## EXERCISE PROMPT
Please report how many lines in the records below contain the word "parsed", and give nothing else.

## INPUT DATA
//! Core data model for the mainnet watcher: mainchain blocks, nominations,
//! and the derived epoch / monitor-vote records.

pub mod block;
pub mod epoch;
pub mod nomination;
pub mod pubkey;
pub mod sort;

pub use block::{BlockInfo, MainchainBlock};
pub use epoch::{Epoch, MonitorVoteInfo, VoteInfoRecord, MONITOR_INFO_CLEAN_THRESHOLD};
pub use nomination::{CcNomination, Nomination};
pub use pubkey::{Pubkey32, Pubkey33};
use std::str::FromStr;

use base64::Engine;
use bitcoin::{consensus::deserialize, hex::FromHex, BlockHash, Transaction};
use mainnet_watcher_primitives::{
    block::BlockInfo, nomination::CcNomination, nomination::Nomination, pubkey::Pubkey32,
    pubkey::Pubkey33, MainchainBlock,
};
use reqwest::header::{HeaderMap, HeaderValue};
use serde::de::DeserializeOwned;
use serde_json::{json, Value};
use tracing::warn;

use crate::{
    error::ClientError,
    retry::{retry_forever as retry_until_some, Backoff},
    traits::MainchainClient,
    types::{RawBlockInfo, RawCcNomination, RawNomination, RawNominationBlock, Request, Response},
};

/// Thin JSON-RPC 1.0 client over HTTP, speaking the bitcoind-style envelope
/// (single `Authorization: Basic` header, `{jsonrpc, id, method, params}`
/// request bodies) that a BCH-derived mainchain node exposes.
#[derive(Debug, Clone)]
pub struct HttpMainchainClient {
    url: String,
    http: reqwest::Client,
    backoff: Backoff,
}

impl HttpMainchainClient {
    pub fn new(url: String, username: String, password: String) -> Result<Self, ClientError> {
        if username.is_empty() || password.is_empty() {
            return Err(ClientError::MissingCredentials);
        }

        let mut headers = HeaderMap::new();
        let creds = base64::engine::general_purpose::STANDARD
            .encode(format!("{username}:{password}"));
        headers.insert(
            "Authorization",
            HeaderValue::from_str(&format!("Basic {creds}"))
                .map_err(|e| ClientError::MalformedResponse(e.to_string()))?,
        );

        let http = reqwest::Client::builder()
            .default_headers(headers)
            .build()
            .map_err(|e| ClientError::Connection(e.to_string()))?;

        Ok(Self {
            url,
            http,
            backoff: Backoff::default(),
        })
    }

    async fn call<R: DeserializeOwned>(&self, method: &str, params: Vec<Value>) -> Result<R, ClientError> {
        let body = Request {
            jsonrpc: "1.0",
            id: method,
            method,
            params,
        };

        let resp = self
            .http
            .post(&self.url)
            .json(&body)
            .send()
            .await
            .map_err(|e| ClientError::Connection(e.to_string()))?;

        if !resp.status().is_success() {
            let status = resp.status().as_u16();
            let text = resp.text().await.unwrap_or_default();
            return Err(ClientError::Status(status, text));
        }

        let parsed: Response<R> = resp
            .json()
            .await
            .map_err(|e| ClientError::MalformedResponse(e.to_string()))?;

        if let Some(err) = parsed.error {
            return Err(ClientError::Server {
                code: err.code,
                message: err.message,
            });
        }

        parsed
            .result
            .ok_or_else(|| ClientError::MalformedResponse("missing result".into()))
    }

    async fn try_latest_height(&self) -> Option<u64> {
        match self.call::<u64>("getblockcount", vec![]).await {
            Ok(height) => Some(height),
            Err(e) => {
                warn!(error = %e, "getblockcount failed");
                None
            }
        }
    }

    async fn try_block_by_height(&self, height: u64) -> Option<MainchainBlock> {
        match self
            .call::<RawNominationBlock>("getnominationblock", vec![json!(height)])
            .await
        {
            Ok(raw) => decode_nomination_block(raw).ok(),
            Err(e) => {
                warn!(height, error = %e, "getnominationblock failed");
                None
            }
        }
    }

    async fn try_block_info_by_height(&self, height: u64) -> Option<BlockInfo> {
        match self
            .call::<RawBlockInfo>("getblockinfo", vec![json!(height)])
            .await
        {
            Ok(raw) => decode_block_info(raw).ok(),
            Err(e) => {
                warn!(height, error = %e, "getblockinfo failed");
                None
            }
        }
    }
}

#[async_trait::async_trait]
impl MainchainClient for HttpMainchainClient {
    async fn get_latest_height(&self, retry_forever: bool) -> Option<u64> {
        if retry_forever {
            Some(
                retry_until_some("getblockcount", self.backoff, || async {
                    self.try_latest_height().await.filter(|h| *h > 0)
                })
                .await,
            )
        } else {
            self.try_latest_height().await
        }
    }

    async fn get_block_by_height(
        &self,
        height: u64,
        retry_forever: bool,
    ) -> Option<MainchainBlock> {
        if retry_forever {
            Some(
                retry_until_some("getnominationblock", self.backoff, || async {
                    self.try_block_by_height(height).await
                })
                .await,
            )
        } else {
            self.try_block_by_height(height).await
        }
    }

    async fn get_block_info_by_height(
        &self,
        height: u64,
        retry_forever: bool,
    ) -> Option<BlockInfo> {
        if retry_forever {
            Some(
                retry_until_some("getblockinfo", self.backoff, || async {
                    self.try_block_info_by_height(height).await
                })
                .await,
            )
        } else {
            self.try_block_info_by_height(height).await
        }
    }
}

fn decode_pubkey32(s: &str) -> Result<Pubkey32, ClientError> {
    let bytes = hex::decode(s).map_err(|e| ClientError::MalformedResponse(e.to_string()))?;
    let arr: [u8; 32] = bytes
        .try_into()
        .map_err(|_| ClientError::MalformedResponse("expected 32-byte pubkey".into()))?;
    Ok(Pubkey32(arr))
}

fn decode_pubkey33(s: &str) -> Result<Pubkey33, ClientError> {
    let bytes = hex::decode(s).map_err(|e| ClientError::MalformedResponse(e.to_string()))?;
    let arr: [u8; 33] = bytes
        .try_into()
        .map_err(|_| ClientError::MalformedResponse("expected 33-byte pubkey".into()))?;
    Ok(Pubkey33(arr))
}

fn decode_nomination_block(raw: RawNominationBlock) -> Result<MainchainBlock, ClientError> {
    let nominations = raw
        .nominations
        .into_iter()
        .map(|n: RawNomination| -> Result<Nomination, ClientError> {
            Ok(Nomination {
                pubkey: decode_pubkey32(&n.pubkey)?,
                count: n.count,
            })
        })
        .collect::<Result<Vec<_>, _>>()?;

    let cc_nominations = raw
        .cc_nominations
        .into_iter()
        .map(|n: RawCcNomination| -> Result<CcNomination, ClientError> {
            Ok(CcNomination {
                pubkey: decode_pubkey33(&n.pubkey)?,
                count: n.count,
                metadata: hex::decode(&n.metadata)
                    .map_err(|e| ClientError::MalformedResponse(e.to_string()))?,
            })
        })
        .collect::<Result<Vec<_>, _>>()?;

    Ok(MainchainBlock {
        height: raw.height,
        timestamp: raw.time,
        nominations,
        cc_nominations,
    })
}

fn decode_block_info(raw: RawBlockInfo) -> Result<BlockInfo, ClientError> {
    let block_hash = BlockHash::from_str(&raw.hash)
        .map_err(|e| ClientError::MalformedResponse(e.to_string()))?;

    let transactions = raw
        .tx
        .iter()
        .map(|hex_tx| -> Result<Transaction, ClientError> {
            let bytes =
                Vec::from_hex(hex_tx).map_err(|e| ClientError::MalformedResponse(e.to_string()))?;
            deserialize(&bytes).map_err(|e| ClientError::MalformedResponse(e.to_string()))
        })
        .collect::<Result<Vec<_>, _>>()?;

    Ok(BlockInfo {
        height: raw.height,
        block_hash,
        transactions,
    })
}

## RESULT OF THE EXERCISE
3